Lula diz que sucessor não mudará política internacional "exitosa"

Maurício Savarese
Do UOL Notícias

Em São Paulo

Em entrevista a dois jornais do grupo israelense Haaretz e à ANBA (Agência de Notícias Brasil Árabe), o presidente Luiz Inácio Lula da Silva afirmou que quem quer que o substitua no Palácio do Planalto a partir de 2011 manterá a política externa que rendeu respeitabilidade internacional ao mandatário e também críticas por sua aproximação com regimes autoritários.

“A política internacional nossa é tão exitosa que eu acho que dificilmente alguém teria coragem de mudá-la”, disse Lula, que tenta neste ano eleger presidente sua ministra-chefe da Casa Civil, Dilma Rousseff (PT), em um provável confronto com o governador de São Paulo, José Serra (PSDB).

“Obviamente que há sempre possibilidade de fazer mais. E se a Dilma ganhar as eleições, certamente ela vai aprimorar tudo o que nós fizemos, e poderá fazer muito mais. Afinal de contas, ela já vai pegar a política caminhando, numa evolução extraordinária.

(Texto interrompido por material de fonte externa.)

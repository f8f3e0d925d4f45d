//! Gen 5 IV search
//!
//! When the IV criteria pin every stat but at most one to 31 and the frame
//! window fits a cache window, the search looks frames up in a seed cache
//! instead of running MT19937 for every seed. Any cache failure falls back
//! to simulation.

use super::{Gen5Result, hashed_seed_count};
use crate::app::cache_manager::{CacheHandle, CacheKey, CacheManager};
use crate::app::search::{FrameSearcher, Search, scan_window};
use crate::constants::{DEFAULT_CACHE_WINDOW, EXTENDED_CACHE_WINDOW};
use crate::domain::cache_format::{CacheKind, IvPattern};
use crate::domain::criteria::{CriteriaError, ExpectedResults, FrameRange, IvCriteria, ResultEstimate};
use crate::domain::frame::{Gen5IvFrame, Gen5IvGenerator, Gen5IvKind};
use crate::domain::seed::HashedSeed;
use crate::domain::seed_gen::{HashedSeedGenerator, HashedSeedRanges};
use crate::domain::types::Ivs;
use serde::{Deserialize, Serialize};
use std::sync::Arc;
use tracing::{debug, warn};

#[derive(Clone, Debug, PartialEq, Eq, Serialize, Deserialize)]
pub struct Gen5IvCriteria {
    pub ranges: HashedSeedRanges,
    pub ivs: IvCriteria,
    pub frames: FrameRange,
    pub roamer: bool,
}

impl Gen5IvCriteria {
    fn iv_kind(&self) -> Gen5IvKind {
        if self.roamer { Gen5IvKind::Roamer } else { Gen5IvKind::Normal }
    }

    /// Cache able to answer this search, if any
    pub fn cache_key(&self) -> Option<CacheKey> {
        let pattern = IvPattern::for_criteria(&self.ivs)?;
        let window = [DEFAULT_CACHE_WINDOW, EXTENDED_CACHE_WINDOW]
            .into_iter()
            .find(|&window| self.frames.max() <= window)?;
        Some(CacheKey::new(CacheKind::new(pattern, self.roamer), window))
    }
}

pub struct Gen5IvSearch {
    criteria: Gen5IvCriteria,
    cache: Option<CacheHandle>,
}

impl Gen5IvSearch {
    /// Build the search, borrowing a cache from `caches` when one applies
    pub fn new(criteria: Gen5IvCriteria, caches: Option<&Arc<CacheManager>>) -> Result<Self, CriteriaError> {
        criteria.ranges.validate()?;
        let cache = match (caches, criteria.cache_key()) {
            (Some(manager), Some(key)) => match manager.acquire(key) {
                Ok(handle) => {
                    debug!(key = ?key, "searching with seed cache");
                    Some(handle)
                }
                Err(e) => {
                    warn!(error = %e, "seed cache unavailable, falling back to simulation");
                    None
                }
            },
            _ => None,
        };
        Ok(Self { criteria, cache })
    }

    pub fn uses_cache(&self) -> bool {
        self.cache.is_some()
    }

    /// Matching IV frames of one IV seed
    fn iv_hits(&self, iv_seed: u32, mut on_hit: impl FnMut(Gen5IvFrame)) {
        let c = &self.criteria;
        match &self.cache {
            Some(cache) => {
                for entry in cache.lookup(iv_seed) {
                    let ivs = Ivs::from_word(entry.iv_word);
                    if c.frames.contains(entry.frame) && c.ivs.matches(ivs) {
                        on_hit(Gen5IvFrame {
                            number: entry.frame,
                            ivs,
                        });
                    }
                }
            }
            None => {
                let mut generator = Gen5IvGenerator::new(iv_seed, c.iv_kind());
                scan_window(&mut generator, c.frames, |frame| {
                    if c.ivs.matches(frame.ivs) {
                        on_hit(*frame);
                    }
                });
            }
        }
    }
}

impl FrameSearcher for Gen5IvSearch {
    type Seed = HashedSeed;
    type Result = Gen5Result<Gen5IvFrame>;

    fn search_seed(&self, seed: HashedSeed, on_match: &mut dyn FnMut(Self::Result)) {
        self.iv_hits(seed.iv_seed(), |frame| on_match(Gen5Result::new(&seed, frame)));
    }
}

impl Search for Gen5IvSearch {
    type Seeds = HashedSeedGenerator;

    fn seeds(&self) -> Result<HashedSeedGenerator, CriteriaError> {
        HashedSeedGenerator::new(self.criteria.ranges.clone())
    }
}

impl ExpectedResults for Gen5IvSearch {
    fn expected_number_of_results(&self) -> Result<u64, CriteriaError> {
        let c = &self.criteria;
        Ok(ResultEstimate::new(hashed_seed_count(&c.ranges)?, c.frames.len())
            .ivs(&c.ivs)?
            .value())
    }
}
//! Gender and species gender ratios

use serde::{Deserialize, Serialize};

#[derive(Clone, Copy, Debug, Default, PartialEq, Eq, Hash, Serialize, Deserialize)]
pub enum Gender {
    #[default]
    Male,
    Female,
    Genderless,
}

/// Species gender ratio
///
/// Each ratio maps to the threshold byte compared against the low byte of the
/// PID: values below the threshold are female.
#[derive(Clone, Copy, Debug, PartialEq, Eq, Hash, Serialize, Deserialize)]
pub enum GenderRatio {
    MaleOnly,
    /// 7 male : 1 female
    Male7Female1,
    /// 3 male : 1 female
    Male3Female1,
    Even,
    /// 1 male : 3 female
    Male1Female3,
    /// 1 male : 7 female
    Male1Female7,
    FemaleOnly,
    Genderless,
}

impl GenderRatio {
    pub const fn threshold(self) -> u8 {
        match self {
            GenderRatio::MaleOnly => 0,
            GenderRatio::Male7Female1 => 31,
            GenderRatio::Male3Female1 => 63,
            GenderRatio::Even => 127,
            GenderRatio::Male1Female3 => 191,
            GenderRatio::Male1Female7 => 225,
            GenderRatio::FemaleOnly => 254,
            GenderRatio::Genderless => 255,
        }
    }

    /// Only one outcome is possible regardless of the PID
    pub const fn is_fixed(self) -> bool {
        matches!(
            self,
            GenderRatio::MaleOnly | GenderRatio::FemaleOnly | GenderRatio::Genderless
        )
    }

    /// Gender for a PID low byte
    #[inline]
    pub const fn gender_of(self, low_byte: u8) -> Gender {
        match self {
            GenderRatio::Genderless => Gender::Genderless,
            GenderRatio::MaleOnly => Gender::Male,
            GenderRatio::FemaleOnly => Gender::Female,
            _ => {
                if low_byte < self.threshold() {
                    Gender::Female
                } else {
                    Gender::Male
                }
            }
        }
    }

    /// Number of low-byte values (out of 256) giving `gender`
    pub const fn outcomes(self, gender: Gender) -> u32 {
        match (self, gender) {
            (GenderRatio::Genderless, Gender::Genderless) => 256,
            (GenderRatio::Genderless, _) | (_, Gender::Genderless) => 0,
            (GenderRatio::MaleOnly, Gender::Male) => 256,
            (GenderRatio::MaleOnly, Gender::Female) => 0,
            (GenderRatio::FemaleOnly, Gender::Female) => 256,
            (GenderRatio::FemaleOnly, Gender::Male) => 0,
            (ratio, Gender::Female) => ratio.threshold() as u32,
            (ratio, Gender::Male) => 256 - ratio.threshold() as u32,
        }
    }

    /// Rewrite a PID low byte so that it lands on `gender`
    ///
    /// Used by mechanics that force a gender: the byte is folded into the
    /// female range `[0, threshold)` or the male range `[threshold, 256)`.
    pub const fn force_low_byte(self, low_byte: u8, gender: Gender) -> u8 {
        let threshold = self.threshold() as u32;
        if self.is_fixed() || threshold == 0 {
            return low_byte;
        }
        match gender {
            Gender::Female => (low_byte as u32 % threshold) as u8,
            Gender::Male => (threshold + low_byte as u32 % (256 - threshold)) as u8,
            Gender::Genderless => low_byte,
        }
    }
}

E se for um candidato de oposição, eu acho difícil que eles consigam fazer uma reversão, porque a reversão seria prejudicial ao Brasil”, completou Lula, sem dar mais detalhes de que tipo de prejuízo seria esse.

Nesta mesma semana, em entrevista à agência AP (Associated Press), Lula comparou os presos políticos de Cuba com presos por crimes comuns em São Paulo, o que rendeu uma série de críticas da oposição e da mídia. Na ilha governada desde 1959 pelos irmãos Fidel e Raúl Castro, dissidentes estão em greve de fome para protestar contra as condições carcerárias e a favor da libertação de adversários do regime.

O governo brasileiro também recebe críticas por manter diálogo com o presidente iraniano, Mahmoud Ahmadinejad, que deve receber a visita do presidente em seu país em maio, e pela falta de condenação a medidas consideradas autoritárias do presidente da Venezuela, Hugo Chávez.

Em janeiro, a revista de política internacional “Foreign Policy” considerou Lula um dos “10 maiores hipócritas” de 2009, na contramão de outras publicações, como os jornais espanhol “El País” e o francês “Le Monde”, que no ano passado elogiaram a liderança do brasileiro para a recuperação da economia global, nos esforços para a diminuição da pobreza e na disposição de mediar disputas entre países ricos e emergentes.